The Democratic Party is ripe for disruption. The party has a republican form of governance in which a small number of elected experts (state party chairs, etc.) make decisions for the whole. This centuries-old party structure is not necessarily an unreasonable way to do things, but it is a slow and ineffectual organization for decisions that require innovation or rapid responses. Conversely, the technology for mass coordination and rapid innovation is on display wherever we look. Putting these things together, we have a preponderance of democrats dissatisfied with the responsiveness of their party and also readily able to look around and envision a better way — in other words, a party ripe for disruption.
As we disrupt the Democratic Party, we should replace, not eliminate, the advantages that a single central point of coordination give us somewhere-left-of-center folk. A disorganized mob of grassroots efforts is (demonstrably of late) scattered in its messaging. Worse, our grassroots efforts can be ineffectual and counterproductive in their messaging (see: March for Science). Conversely, disrupting the mechanisms of party strategy, such as the message of the day and surrogate talking points, will provide key enabling capabilities for some future, truly democratic, Democratic Party. The immediate need is to compete our best attempt at democratically crafted messages against our best professionally crafted messages.

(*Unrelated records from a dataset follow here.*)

//! Declarative test unit: a named [`Feature`] composed of timed [`Step`]s.
//!
//! A feature author appends steps through the builder methods ([`setup`],
//! [`requirement`], [`must`], …) in whatever order reads best; execution
//! order is determined by each step's [`Timing`] phase, not by declaration
//! order.
//!
//! [`setup`]: Feature::setup
//! [`requirement`]: Feature::requirement
//! [`must`]: Feature::must

pub mod collapse;
pub mod set;
pub mod step;

use std::{fmt, mem, sync::Arc};

use futures::future::LocalBoxFuture;

use crate::{env::StepContext, state::KVStore};

pub use self::{
    collapse::{collapse, reorder},
    set::{FeatureSet, SetReport},
    step::{Levels, States, Step, StepError, StepFn, StepResult, Timing},
};

/// A named, declarative test unit composed of timed [`Step`]s.
///
/// The attached [`KVStore`] is created lazily by the driver on first use and
/// is exclusively owned by the single test invocation that uses it.
pub struct Feature {
    /// Feature name, used as the report and milestone grouping key.
    pub name: String,

    pub(crate) steps: Vec<Step>,
    pub(crate) state: Option<Arc<KVStore>>,
}

impl Feature {
    /// Creates an empty [`Feature`] with the given name.
    #[must_use]
    pub fn new(name: impl Into<String>) -> Self {
        Self {
            name: name.into(),
            steps: Vec::new(),
            state: None,
        }
    }

    /// Creates a [`Feature`] from an already-built step list.
    #[must_use]
    pub fn with_steps(name: impl Into<String>, steps: Vec<Step>) -> Self {
        Self {
            name: name.into(),
            steps,
            state: None,
        }
    }

    /// Steps in declaration order.
    #[must_use]
    pub fn steps(&self) -> &[Step] {
        &self.steps
    }

    /// Shared state store, if one has been created or attached already.
    #[must_use]
    pub fn state(&self) -> Option<&Arc<KVStore>> {
        self.state.as_ref()
    }

    /// Appends an arbitrary [`Step`].
    pub fn step(&mut self, step: Step) -> &mut Self {
        self.steps.push(step);
        self
    }

    /// Appends a [`Setup`] step.
    ///
    /// [`Setup`]: Timing::Setup
    pub fn setup<F>(&mut self, name: impl Into<String>, f: F) -> &mut Self
    where
        F: for<'a> Fn(
                &'a StepContext,
            ) -> LocalBoxFuture<'a, StepResult>
            + 'static,
    {
        self.step(Step::new(name, Timing::Setup, Levels::NONE, States::NONE, f))
    }

    /// Appends a [`Requirement`] step.
    ///
    /// [`Requirement`]: Timing::Requirement
    pub fn requirement<F>(
        &mut self,
        name: impl Into<String>,
        f: F,
    ) -> &mut Self
    where
        F: for<'a> Fn(
                &'a StepContext,
            ) -> LocalBoxFuture<'a, StepResult>
            + 'static,
    {
        self.step(Step::new(
            name,
            Timing::Requirement,
            Levels::NONE,
            States::NONE,
            f,
        ))
    }

    /// Appends a [`Teardown`] step.
    ///
    /// [`Teardown`]: Timing::Teardown
    pub fn teardown<F>(&mut self, name: impl Into<String>, f: F) -> &mut Self
    where
        F: for<'a> Fn(
                &'a StepContext,
            ) -> LocalBoxFuture<'a, StepResult>
            + 'static,
    {
        self.step(Step::new(
            name,
            Timing::Teardown,
            Levels::NONE,
            States::NONE,
            f,
        ))
    }

    /// Appends an [`Assert`] step gated by the given [`Levels`] and
    /// [`States`].
    ///
    /// [`Assert`]: Timing::Assert
    pub fn assert_step<F>(
        &mut self,
        name: impl Into<String>,
        levels: Levels,
        states: States,
        f: F,
    ) -> &mut Self
    where
        F: for<'a> Fn(
                &'a StepContext,
            ) -> LocalBoxFuture<'a, StepResult>
            + 'static,
    {
        self.step(Step::new(name, Timing::Assert, levels, states, f))
    }

    /// Appends a [`Levels::MUST`] assertion at [`States::STABLE`] maturity.
    pub fn must<F>(&mut self, name: impl Into<String>, f: F) -> &mut Self
    where
        F: for<'a> Fn(
                &'a StepContext,
            ) -> LocalBoxFuture<'a, StepResult>
            + 'static,
    {
        self.assert_step(name, Levels::MUST, States::STABLE, f)
    }

    /// Appends a [`Levels::MUST_NOT`] assertion at [`States::STABLE`]
    /// maturity.
    pub fn must_not<F>(&mut self, name: impl Into<String>, f: F) -> &mut Self
    where
        F: for<'a> Fn(
                &'a StepContext,
            ) -> LocalBoxFuture<'a, StepResult>
            + 'static,
    {
        self.assert_step(name, Levels::MUST_NOT, States::STABLE, f)
    }

    /// Appends a [`Levels::SHOULD`] assertion at [`States::STABLE`] maturity.
    pub fn should<F>(&mut self, name: impl Into<String>, f: F) -> &mut Self
    where
        F: for<'a> Fn(
                &'a StepContext,
            ) -> LocalBoxFuture<'a, StepResult>
            + 'static,
    {
        self.assert_step(name, Levels::SHOULD, States::STABLE, f)
    }

    /// Appends a [`Levels::SHOULD_NOT`] assertion at [`States::STABLE`]
    /// maturity.
    pub fn should_not<F>(&mut self, name: impl Into<String>, f: F) -> &mut Self
    where
        F: for<'a> Fn(
                &'a StepContext,
            ) -> LocalBoxFuture<'a, StepResult>
            + 'static,
    {
        self.assert_step(name, Levels::SHOULD_NOT, States::STABLE, f)
    }

    /// Appends a [`Levels::MAY`] assertion at [`States::STABLE`] maturity.
    pub fn may<F>(&mut self, name: impl Into<String>, f: F) -> &mut Self
    where
        F: for<'a> Fn(
                &'a StepContext,
            ) -> LocalBoxFuture<'a, StepResult>
            + 'static,
    {
        self.assert_step(name, Levels::MAY, States::STABLE, f)
    }

    /// Scopes subsequent assertions to [`States::ALPHA`] maturity.
    pub fn alpha(&mut self) -> Maturity<'_> {
        Maturity {
            feature: self,
            states: States::ALPHA,
        }
    }

    /// Scopes subsequent assertions to [`States::BETA`] maturity.
    pub fn beta(&mut self) -> Maturity<'_> {
        Maturity {
            feature: self,
            states: States::BETA,
        }
    }

    /// Scopes subsequent assertions to [`States::STABLE`] maturity.
    pub fn stable(&mut self) -> Maturity<'_> {
        Maturity {
            feature: self,
            states: States::STABLE,
        }
    }

    /// Replaces this feature's step list with its [`collapse`]d form:
    /// Setup/Requirement/Teardown steps merged into one composite step per
    /// timing, Assert steps kept individual, all in phase order.
    pub fn collapse_steps(&mut self) -> &mut Self {
        self.steps = collapse(mem::take(&mut self.steps));
        self
    }
}

impl fmt::Debug for Feature {
    fn fmt(&self, f: &mut fmt::Formatter<'_>) -> fmt::Result {
        f.debug_struct("Feature")
            .field("name", &self.name)
            .field("steps", &self.steps)
            .finish_non_exhaustive()
    }
}

/// Assertion sub-builder scoping steps to a fixed maturity [`States`] mask.
///
/// Returned by [`Feature::alpha`], [`Feature::beta`] and [`Feature::stable`].
pub struct Maturity<'f> {
    feature: &'f mut Feature,
    states: States,
}

impl Maturity<'_> {
    /// Appends a [`Levels::MUST`] assertion at this maturity.
    pub fn must<F>(self, name: impl Into<String>, f: F) -> Self
    where
        F: for<'a> Fn(
                &'a StepContext,
            ) -> LocalBoxFuture<'a, StepResult>
            + 'static,
    {
        self.assert_at(name, Levels::MUST, f)
    }

    /// Appends a [`Levels::MUST_NOT`] assertion at this maturity.
    pub fn must_not<F>(self, name: impl Into<String>, f: F) -> Self
    where
        F: for<'a> Fn(
                &'a StepContext,
            ) -> LocalBoxFuture<'a, StepResult>
            + 'static,
    {
        self.assert_at(name, Levels::MUST_NOT, f)
    }

    /// Appends a [`Levels::SHOULD`] assertion at this maturity.
    pub fn should<F>(self, name: impl Into<String>, f: F) -> Self
    where
        F: for<'a> Fn(
                &'a StepContext,
            ) -> LocalBoxFuture<'a, StepResult>
            + 'static,
    {
        self.assert_at(name, Levels::SHOULD, f)
    }

    /// Appends a [`Levels::SHOULD_NOT`] assertion at this maturity.
    pub fn should_not<F>(self, name: impl Into<String>, f: F) -> Self
    where
        F: for<'a> Fn(
                &'a StepContext,
            ) -> LocalBoxFuture<'a, StepResult>
            + 'static,
    {
        self.assert_at(name, Levels::SHOULD_NOT, f)
    }

    /// Appends a [`Levels::MAY`] assertion at this maturity.
    pub fn may<F>(self, name: impl Into<String>, f: F) -> Self
    where
        F: for<'a> Fn(
                &'a StepContext,
            ) -> LocalBoxFuture<'a, StepResult>
            + 'static,
    {
        self.assert_at(name, Levels::MAY, f)
    }

    fn assert_at<F>(self, name: impl Into<String>, levels: Levels, f: F) -> Self
    where
        F: for<'a> Fn(
                &'a StepContext,
            ) -> LocalBoxFuture<'a, StepResult>
            + 'static,
    {
        self.feature.assert_step(name, levels, self.states, f);
        self
    }
}

#[cfg(test)]
mod tests {
    use futures::FutureExt as _;

    use super::*;

    fn nop(
        _: &StepContext,
    ) -> LocalBoxFuture<'_, StepResult> {
        async { Ok(()) }.boxed_local()
    }

    #[test]
    fn builder_appends_in_declaration_order() {
        let mut f = Feature::new("ordering");
        f.teardown("undeploy", nop)
            .setup("deploy", nop)
            .must("delivers", nop);

        let names: Vec<_> = f.steps().iter().map(|s| s.name.as_str()).collect();
        assert_eq!(names, ["undeploy", "deploy", "delivers"]);
        assert_eq!(f.steps()[0].timing, Timing::Teardown);
        assert_eq!(f.steps()[2].levels, Levels::MUST);
        assert_eq!(f.steps()[2].states, States::STABLE);
    }

    #[test]
    fn maturity_scoping_tags_states() {
        let mut f = Feature::new("maturity");
        f.alpha().must("new behavior", nop);
        f.beta().should("settling behavior", nop).may("extra", nop);
        f.stable().must_not("regression", nop);

        let states: Vec<_> = f.steps().iter().map(|s| s.states).collect();
        assert_eq!(
            states,
            [States::ALPHA, States::BETA, States::BETA, States::STABLE],
        );
        assert!(f.steps().iter().all(|s| s.timing == Timing::Assert));
    }

    #[test]
    fn state_store_is_absent_until_first_run() {
        let f = Feature::new("lazy state");
        assert!(f.state().is_none());
    }
}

In the process we will provide immediately useful information for party leaders while learning how best to integrate the refined expertise of our party’s messaging professionals with the je ne sais quoi of our engaged rank and file.
Involving all democrats in daily messaging will be a great avenue for engagement without necessarily diminishing the professional quality of our existing message. I recommend that party officials and other surrogates receive the talking points of the base along with the talking points of the party’s communications professionals. The same leaders will still be in charge, but they will also at any time have a structured pulse of the party available to them. There’s little risk to gathering this information, and there’s potential for high reward if the crowdsourced talking points prove useful in any of a number of ways. Surely the grinding task of generating daily talking points could benefit from an extra, non-binding source of ideas from the party base. Let’s do this.